Please provide the entries below again, word for word.

━━━ DATA SHOWN

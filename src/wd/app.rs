use crate::wd::clock::Clock;
use crate::wd::config::AppConfig;

/// One managed application. The table below is fixed for the supervisor's
/// lifetime; there is no live reload.
#[derive(Debug)]
pub struct App {
    pub name: String,
    pub cmd: String,
    /// Seconds from supervisor start before the first spawn.
    pub start_delay: u32,
    /// Grace after spawn before the first heartbeat is required.
    pub heartbeat_delay: u32,
    /// Max gap between heartbeats; 0 disables monitoring for this app.
    pub heartbeat_interval: u32,
    /// 0 = not running.
    pub pid: i32,
    pub started: bool,
    pub first_heartbeat: bool,
    /// Monotonic seconds; stamped on spawn and on every valid heartbeat.
    pub last_heartbeat: i64,
}

impl App {
    pub fn from_config(cfg: &AppConfig) -> Self {
        Self {
            name: cfg.name.clone(),
            cmd: cfg.cmd.clone(),
            start_delay: cfg.start_delay,
            heartbeat_delay: cfg.heartbeat_delay,
            heartbeat_interval: cfg.heartbeat_interval,
            pid: 0,
            started: false,
            first_heartbeat: false,
            last_heartbeat: 0,
        }
    }
}

/// Owns the app table and the shared clock; the process driver and heartbeat
/// tracker are implemented as methods on this type so all state lives in one
/// value the loop can pass around.
#[derive(Debug)]
pub struct AppTable {
    pub clock: Clock,
    pub(crate) apps: Vec<App>,
}

impl AppTable {
    pub fn new(apps: Vec<App>, clock: Clock) -> Self {
        Self { clock, apps }
    }

    pub fn len(&self) -> usize {
        self.apps.len()
    }

    pub fn is_empty(&self) -> bool {
        self.apps.is_empty()
    }

    pub fn app(&self, i: usize) -> &App {
        &self.apps[i]
    }

    pub fn app_mut(&mut self, i: usize) -> &mut App {
        &mut self.apps[i]
    }

    /// Index of the app currently holding this pid, if any.
    pub fn find_pid(&self, pid: i32) -> Option<usize> {
        if pid <= 0 {
            return None;
        }
        self.apps.iter().position(|a| a.pid == pid)
    }
}

#[cfg(test)]
mod tests {
    use super::*;

    fn table() -> AppTable {
        let cfgs = [
            AppConfig {
                name: "Alpha".into(),
                cmd: "/bin/true".into(),
                start_delay: 0,
                heartbeat_delay: 5,
                heartbeat_interval: 2,
            },
            AppConfig {
                name: "Beta".into(),
                cmd: "/bin/true".into(),
                start_delay: 3,
                heartbeat_delay: 0,
                heartbeat_interval: 0,
            },
        ];
        let apps = cfgs.iter().map(App::from_config).collect();
        AppTable::new(apps, Clock::manual(0))
    }

    #[test]
    fn find_pid_matches_only_live_pids() {
        let mut t = table();
        assert_eq!(t.find_pid(1234), None);
        t.app_mut(1).pid = 1234;
        assert_eq!(t.find_pid(1234), Some(1));
        assert_eq!(t.find_pid(0), None);
        assert_eq!(t.find_pid(-1), None);
    }

    #[test]
    fn declaration_order_is_preserved() {
        let t = table();
        assert_eq!(t.app(0).name, "Alpha");
        assert_eq!(t.app(1).name, "Beta");
    }
}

━━━━━━

EXERCISE OUTPUT:
filename src/wd/app.rs
use crate::wd::clock::Clock;
use crate::wd::config::AppConfig;

/// One managed application. The table below is fixed for the supervisor's
/// lifetime; there is no live reload.
#[derive(Debug)]
pub struct App {
    pub name: String,
    pub cmd: String,
    /// Seconds from supervisor start before the first spawn.
    pub start_delay: u32,
    /// Grace after spawn before the first heartbeat is required.
    pub heartbeat_delay: u32,
    /// Max gap between heartbeats; 0 disables monitoring for this app.
    pub heartbeat_interval: u32,
    /// 0 = not running.
    pub pid: i32,
    pub started: bool,
    pub first_heartbeat: bool,
    /// Monotonic seconds; stamped on spawn and on every valid heartbeat.
    pub last_heartbeat: i64,
}

impl App {
    pub fn from_config(cfg: &AppConfig) -> Self {
        Self {
            name: cfg.name.clone(),
            cmd: cfg.cmd.clone(),
            start_delay: cfg.start_delay,
            heartbeat_delay: cfg.heartbeat_delay,
            heartbeat_interval: cfg.heartbeat_interval,
            pid: 0,
            started: false,
            first_heartbeat: false,
            last_heartbeat: 0,
        }
    }
}

/// Owns the app table and the shared clock; the process driver and heartbeat
/// tracker are implemented as methods on this type so all state lives in one
/// value the loop can pass around.
#[derive(Debug)]
pub struct AppTable {
    pub clock: Clock,
    pub(crate) apps: Vec<App>,
}

impl AppTable {
    pub fn new(apps: Vec<App>, clock: Clock) -> Self {
        Self { clock, apps }
    }

    pub fn len(&self) -> usize {
        self.apps.len()
    }

    pub fn is_empty(&self) -> bool {
        self.apps.is_empty()
    }

    pub fn app(&self, i: usize) -> &App {
        &self.apps[i]
    }

    pub fn app_mut(&mut self, i: usize) -> &mut App {
        &mut self.apps[i]
    }

    /// Index of the app currently holding this pid, if any.
    pub fn find_pid(&self, pid: i32) -> Option<usize> {
        if pid <= 0 {
            return None;
        }
        self.apps.iter().position(|a| a.pid == pid)
    }
}

#[cfg(test)]
mod tests {
    use super::*;

    fn table() -> AppTable {
        let cfgs = [
            AppConfig {
                name: "Alpha".into(),
                cmd: "/bin/true".into(),
                start_delay: 0,
                heartbeat_delay: 5,
                heartbeat_interval: 2,
            },
            AppConfig {
                name: "Beta".into(),
                cmd: "/bin/true".into(),
                start_delay: 3,
                heartbeat_delay: 0,
                heartbeat_interval: 0,
            },
        ];
        let apps = cfgs.iter().map(App::from_config).collect();
        AppTable::new(apps, Clock::manual(0))
    }

    #[test]
    fn find_pid_matches_only_live_pids() {
        let mut t = table();
        assert_eq!(t.find_pid(1234), None);
        t.app_mut(1).pid = 1234;
        assert_eq!(t.find_pid(1234), Some(1));
        assert_eq!(t.find_pid(0), None);
        assert_eq!(t.find_pid(-1), None);
    }

    #[test]
    fn declaration_order_is_preserved() {
        let t = table();
        assert_eq!(t.app(0).name, "Alpha");
        assert_eq!(t.app(1).name, "Beta");
    }
}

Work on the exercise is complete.